[[ Data extract, beginning ]]
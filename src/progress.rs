//! Progress reporting and cancellation support.
//!
//! This module provides [`ProgressCallback`] for monitoring a sheet run,
//! [`CancellationToken`] for coarse cancellation, and [`ProgressInfo`] for
//! progress snapshots. A cancelled run discards everything it has decoded and
//! writes no output.
//!
//! # Example
//!
//! ```no_run
//! use std::sync::Arc;
//!
//! use thumbsheet::{LayoutSpec, ProgressCallback, ProgressInfo, RunOptions, SheetError};
//!
//! struct PrintProgress;
//!
//! impl ProgressCallback for PrintProgress {
//!     fn on_progress(&self, info: &ProgressInfo) {
//!         println!("shot {}/{} ({:.0}%)", info.current, info.total, info.percentage);
//!     }
//! }
//!
//! let options = RunOptions::new().with_progress(Arc::new(PrintProgress));
//! let summary = thumbsheet::generate_with_options("input.mp4", &LayoutSpec::default(), &options)?;
//! # Ok::<(), SheetError>(())
//! ```

use std::sync::{
    Arc,
    atomic::{AtomicBool, Ordering},
};
use std::time::{Duration, Instant};

/// A snapshot of run progress, delivered after each sample is resolved.
#[derive(Debug, Clone)]
pub struct ProgressInfo {
    /// Number of samples resolved so far (accepted or skipped).
    pub current: u64,
    /// Total number of samples in the schedule.
    pub total: u64,
    /// Completion percentage (0.0 – 100.0).
    pub percentage: f32,
    /// Wall-clock time elapsed since sampling started.
    pub elapsed: Duration,
    /// Estimated time remaining, based on current throughput.
    pub estimated_remaining: Option<Duration>,
    /// Timestamp of the frame that was accepted, in seconds.
    /// `None` when the sample was skipped.
    pub accepted_timestamp: Option<f64>,
}

/// Trait for receiving progress updates.
///
/// Implementations must be [`Send`] and [`Sync`] so batch runs can share one
/// callback across worker threads. Callbacks observe but cannot halt a run;
/// use [`CancellationToken`] for that.
pub trait ProgressCallback: Send + Sync {
    /// Called after every resolved sample.
    fn on_progress(&self, info: &ProgressInfo);
}

/// Default callback that discards all notifications.
pub(crate) struct NoOpProgress;

impl ProgressCallback for NoOpProgress {
    fn on_progress(&self, _info: &ProgressInfo) {}
}

/// Cancellation token backed by an [`AtomicBool`].
///
/// Clone this token and share it between threads; call
/// [`cancel`](CancellationToken::cancel) from any thread to abort the
/// associated run before its next sample.
///
/// # Example
///
/// ```
/// use thumbsheet::CancellationToken;
///
/// let token = CancellationToken::new();
/// assert!(!token.is_cancelled());
///
/// token.cancel();
/// assert!(token.is_cancelled());
/// ```
#[derive(Debug, Clone)]
pub struct CancellationToken {
    cancelled: Arc<AtomicBool>,
}

impl CancellationToken {
    /// Create a new, non-cancelled token.
    pub fn new() -> Self {
        Self {
            cancelled: Arc::new(AtomicBool::new(false)),
        }
    }

    /// Request cancellation. All clones observe it.
    pub fn cancel(&self) {
        self.cancelled.store(true, Ordering::Release);
    }

    /// Check whether cancellation has been requested.
    pub fn is_cancelled(&self) -> bool {
        self.cancelled.load(Ordering::Acquire)
    }
}

impl Default for CancellationToken {
    fn default() -> Self {
        Self::new()
    }
}

/// Tracks timing for a run and emits callbacks.
pub(crate) struct ProgressTracker {
    callback: Arc<dyn ProgressCallback>,
    total: u64,
    current: u64,
    start_time: Instant,
}

impl ProgressTracker {
    pub(crate) fn new(callback: Arc<dyn ProgressCallback>, total: u64) -> Self {
        Self {
            callback,
            total,
            current: 0,
            start_time: Instant::now(),
        }
    }

    /// Record one resolved sample and notify the callback.
    pub(crate) fn advance(&mut self, accepted_timestamp: Option<f64>) {
        self.current += 1;
        let elapsed = self.start_time.elapsed();

        let percentage = if self.total > 0 {
            (self.current as f32 / self.total as f32) * 100.0
        } else {
            100.0
        };

        let remaining = self.total.saturating_sub(self.current);
        let estimated_remaining = (self.current > 0)
            .then(|| elapsed.mul_f64(remaining as f64 / self.current as f64));

        let info = ProgressInfo {
            current: self.current,
            total: self.total,
            percentage,
            elapsed,
            estimated_remaining,
            accepted_timestamp,
        };

        self.callback.on_progress(&info);
    }
}
//! Optional FFmpeg filter graph applied to decoded frames.
//!
//! A [`FrameFilter`] wraps a `buffer → <expression> → buffersink` graph. It is
//! built lazily from the first decoded frame so the buffer source matches the
//! decoder's real output format, and it is torn down with the source.

use ffmpeg_next::{Rational, filter::Graph as FilterGraph, frame::Video as VideoFrame};
use ffmpeg_sys_next::AVPixelFormat;

use crate::error::SheetError;

/// A configured filter graph for one video stream.
pub(crate) struct FrameFilter {
    graph: FilterGraph,
    expression: String,
}

impl FrameFilter {
    /// Build a graph for `expression` whose input matches `frame`.
    ///
    /// # Errors
    ///
    /// Returns [`SheetError::FilterInitFailed`] if FFmpeg rejects the graph.
    pub(crate) fn new(
        expression: &str,
        frame: &VideoFrame,
        time_base: Rational,
        sample_aspect_ratio: Rational,
    ) -> Result<Self, SheetError> {
        let init_failed =
            |stage: &str, error: ffmpeg_next::Error| SheetError::FilterInitFailed(format!("{stage}: {error}"));

        let (aspect_num, aspect_den) = if sample_aspect_ratio.numerator() > 0
            && sample_aspect_ratio.denominator() > 0
        {
            (sample_aspect_ratio.numerator(), sample_aspect_ratio.denominator())
        } else {
            (1, 1)
        };

        let buffer_args = format!(
            "video_size={}x{}:pix_fmt={}:time_base={}/{}:pixel_aspect={}/{}",
            frame.width(),
            frame.height(),
            AVPixelFormat::from(frame.format()) as i32,
            time_base.numerator(),
            time_base.denominator(),
            aspect_num,
            aspect_den,
        );

        let mut graph = FilterGraph::new();

        let buffer = ffmpeg_next::filter::find("buffer").ok_or_else(|| {
            SheetError::FilterInitFailed("FFmpeg 'buffer' filter not found".to_string())
        })?;
        let buffersink = ffmpeg_next::filter::find("buffersink").ok_or_else(|| {
            SheetError::FilterInitFailed("FFmpeg 'buffersink' filter not found".to_string())
        })?;

        graph
            .add(&buffer, "in", &buffer_args)
            .map_err(|error| init_failed("add buffer source", error))?;
        graph
            .add(&buffersink, "out", "")
            .map_err(|error| init_failed("add buffer sink", error))?;

        graph
            .output("in", 0)
            .map_err(|error| init_failed("graph output", error))?
            .input("out", 0)
            .map_err(|error| init_failed("graph input", error))?
            .parse(expression)
            .map_err(|error| init_failed("parse", error))?;

        graph
            .validate()
            .map_err(|error| init_failed("validate", error))?;

        log::debug!("Filter graph ready: {expression}");

        Ok(Self {
            graph,
            expression: expression.to_string(),
        })
    }

    /// Push `frame` through the graph.
    ///
    /// Returns `Ok(true)` when a filtered frame was written to `output`;
    /// `Ok(false)` when the graph is still buffering.
    pub(crate) fn apply(
        &mut self,
        frame: &VideoFrame,
        output: &mut VideoFrame,
    ) -> Result<bool, SheetError> {
        self.graph
            .get("in")
            .ok_or_else(|| SheetError::DecodeFailed("filter source 'in' missing".to_string()))?
            .source()
            .add(frame)
            .map_err(|error| {
                SheetError::DecodeFailed(format!("filter '{}': {error}", self.expression))
            })?;

        let produced = self
            .graph
            .get("out")
            .ok_or_else(|| SheetError::DecodeFailed("filter sink 'out' missing".to_string()))?
            .sink()
            .frame(output)
            .is_ok();

        Ok(produced)
    }
}
impl LayoutSpec {
    /// Create a layout with the given grid and default settings otherwise.
    pub fn new(columns: u32, rows: u32) -> Self {
        Self {
            columns,
            rows,
            ..Self::default()
        }
    }

    /// Sample every `seconds` instead of deriving the step from the grid.
    pub fn with_step(mut self, seconds: f64) -> Self {
        self.step = seconds;
        self
    }

    /// Skip `seconds` at the beginning.
    pub fn with_begin(mut self, seconds: f64) -> Self {
        self.begin = seconds;
        self
    }

    /// Skip `seconds` at the end.
    pub fn with_end(mut self, seconds: f64) -> Self {
        self.end = seconds;
        self
    }

    /// Only sample the first `seconds` after the begin trim.
    pub fn with_cut(mut self, seconds: f64) -> Self {
        self.cut = seconds;
        self
    }

    /// Force every cell to `ratio` (width / height) using `fit`.
    pub fn with_aspect_ratio(mut self, ratio: f64, fit: FitPolicy) -> Self {
        self.aspect_ratio = (ratio > 0.0).then_some(ratio);
        self.fit = fit;
        self
    }

    /// Set the gap between cells.
    pub fn with_gap(mut self, pixels: u32) -> Self {
        self.gap = pixels;
        self
    }

    /// Set the blank border around the sheet.
    pub fn with_margin(mut self, pixels: u32) -> Self {
        self.margin = pixels;
        self
    }

    /// Set the output width. 0 uses `columns * source width`.
    pub fn with_output_width(mut self, pixels: u32) -> Self {
        self.output_width = pixels;
        self
    }

    /// Set the minimum cell height.
    pub fn with_min_height(mut self, pixels: u32) -> Self {
        self.min_height = pixels;
        self
    }

    /// Set the background colour.
    pub fn with_background(mut self, color: Color) -> Self {
        self.background = color;
        self
    }

    /// Use a transparent background (PNG output only).
    pub fn with_transparent_background(mut self, transparent: bool) -> Self {
        self.transparent_background = transparent;
        self
    }

    /// Draw a border of `width` pixels around each tile.
    pub fn with_edge(mut self, width: u32, color: Color) -> Self {
        self.edge = width;
        self.edge_color = color;
        self
    }

    /// Draw a drop shadow offset by `pixels` beneath each tile.
    pub fn with_tile_shadow(mut self, pixels: u32) -> Self {
        self.tile_shadow = pixels;
        self
    }

    /// Set the blank-frame threshold. Values ≥ 1.0 disable rejection.
    pub fn with_blank_threshold(mut self, threshold: f64) -> Self {
        self.blank_threshold = threshold;
        self
    }

    /// Set the blank-frame retry budget and the probe advance per retry.
    pub fn with_blank_retries(mut self, retries: u32, step_seconds: f64) -> Self {
        self.blank_retries = retries;
        self.blank_retry_step = step_seconds;
        self
    }

    /// Override the seek strategy.
    pub fn with_seek_mode(mut self, mode: SeekMode) -> Self {
        self.seek_mode = mode;
        self
    }

    /// Keep the full grid when samples are skipped.
    pub fn with_fixed_grid(mut self, fixed: bool) -> Self {
        self.fixed_grid = fixed;
        self
    }

    /// Toggle per-shot timestamps.
    pub fn with_timestamps(mut self, show: bool) -> Self {
        self.show_timestamps = show;
        self
    }

    /// Set where timestamps are drawn inside each cell.
    pub fn with_timestamp_anchor(mut self, anchor: Anchor) -> Self {
        self.timestamp_anchor = anchor;
        self
    }

    /// Set the timestamp text style.
    pub fn with_timestamp_style(mut self, style: TextStyle) -> Self {
        self.timestamp_style = style;
        self
    }

    /// Toggle the info block.
    pub fn with_info(mut self, show: bool) -> Self {
        self.show_info = show;
        self
    }

    /// Set where the info block is drawn.
    pub fn with_info_anchor(mut self, anchor: Anchor) -> Self {
        self.info_anchor = anchor;
        self
    }

    /// Set the info block text style.
    pub fn with_info_style(mut self, style: TextStyle) -> Self {
        self.info_style = style;
        self
    }

    /// Show the file size in human-readable form only.
    pub fn with_human_file_size(mut self, human: bool) -> Self {
        self.human_file_size = human;
        self
    }

    /// Append an extra line to the info block.
    pub fn with_extra_text(mut self, text: impl Into<String>) -> Self {
        self.extra_text = Some(text.into());
        self
    }

    /// Write per-shot image files.
    pub fn with_individual_shots(mut self, shots: IndividualShots) -> Self {
        self.individual = shots;
        self
    }

    /// Set the JPEG quality, clamped to 1–100.
    pub fn with_jpeg_quality(mut self, quality: u8) -> Self {
        self.jpeg_quality = quality.clamp(1, 100);
        self
    }

    /// Set the sheet file suffix (its extension selects JPEG or PNG).
    pub fn with_output_suffix(mut self, suffix: impl Into<String>) -> Self {
        self.output_suffix = suffix.into();
        self
    }

    /// Write outputs into `dir` instead of next to the input.
    pub fn with_output_dir(mut self, dir: impl Into<PathBuf>) -> Self {
        self.output_dir = Some(dir.into());
        self
    }

    /// Use `name` instead of the input's file stem for every output.
    pub fn with_output_name(mut self, name: impl Into<String>) -> Self {
        self.output_name = Some(name.into());
        self
    }

    /// Keep the input's extension in output names.
    pub fn with_full_filename(mut self, full: bool) -> Self {
        self.full_filename = full;
        self
    }

    /// Write an info sidecar with the given suffix.
    pub fn with_info_sidecar(mut self, suffix: impl Into<String>) -> Self {
        self.info_suffix = Some(suffix.into());
        self
    }

    /// Control whether existing output files are replaced.
    pub fn with_overwrite(mut self, overwrite: bool) -> Self {
        self.overwrite = overwrite;
        self
    }

    /// Apply an FFmpeg filter expression to every decoded frame.
    pub fn with_filters(mut self, expression: impl Into<String>) -> Self {
        self.filters = Some(expression.into());
        self
    }

    /// Decode the `index`-th video stream (zero-based) instead of the best one.
    pub fn with_video_stream(mut self, index: usize) -> Self {
        self.video_stream = Some(index);
        self
    }
}

/// Operational settings for one run: progress reporting and cancellation.
///
/// All fields have sensible defaults; a default-constructed value never
/// cancels and discards progress notifications.
#[derive(Clone)]
pub struct RunOptions {
    pub(crate) progress: Arc<dyn ProgressCallback>,
    pub(crate) cancellation: Option<CancellationToken>,
}

impl Debug for RunOptions {
    fn fmt(&self, f: &mut Formatter<'_>) -> FmtResult {
        f.debug_struct("RunOptions")
            .field("has_cancellation", &self.cancellation.is_some())
            .finish_non_exhaustive()
    }
}

impl Default for RunOptions {
    fn default() -> Self {
        Self::new()
    }
}

impl RunOptions {
    /// Create options with no progress callback and no cancellation.
    pub fn new() -> Self {
        Self {
            progress: Arc::new(NoOpProgress),
            cancellation: None,
        }
    }

    /// Attach a progress callback, invoked once per resolved sample.
    #[must_use]
    pub fn with_progress(mut self, callback: Arc<dyn ProgressCallback>) -> Self {
        self.progress = callback;
        self
    }

    /// Attach a cancellation token, checked before each sample.
    #[must_use]
    pub fn with_cancellation(mut self, token: CancellationToken) -> Self {
        self.cancellation = Some(token);
        self
    }

    pub(crate) fn is_cancelled(&self) -> bool {
        self.cancellation
            .as_ref()
            .is_some_and(|token| token.is_cancelled())
    }
}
[[ Data extract, end ]]
About this task: Among the lines above, find those with the string "elapsed" and copy them.

Answer to this exercise:
    /// Wall-clock time elapsed since sampling started.
    pub elapsed: Duration,
        let elapsed = self.start_time.elapsed();
            .then(|| elapsed.mul_f64(remaining as f64 / self.current as f64));
            elapsed,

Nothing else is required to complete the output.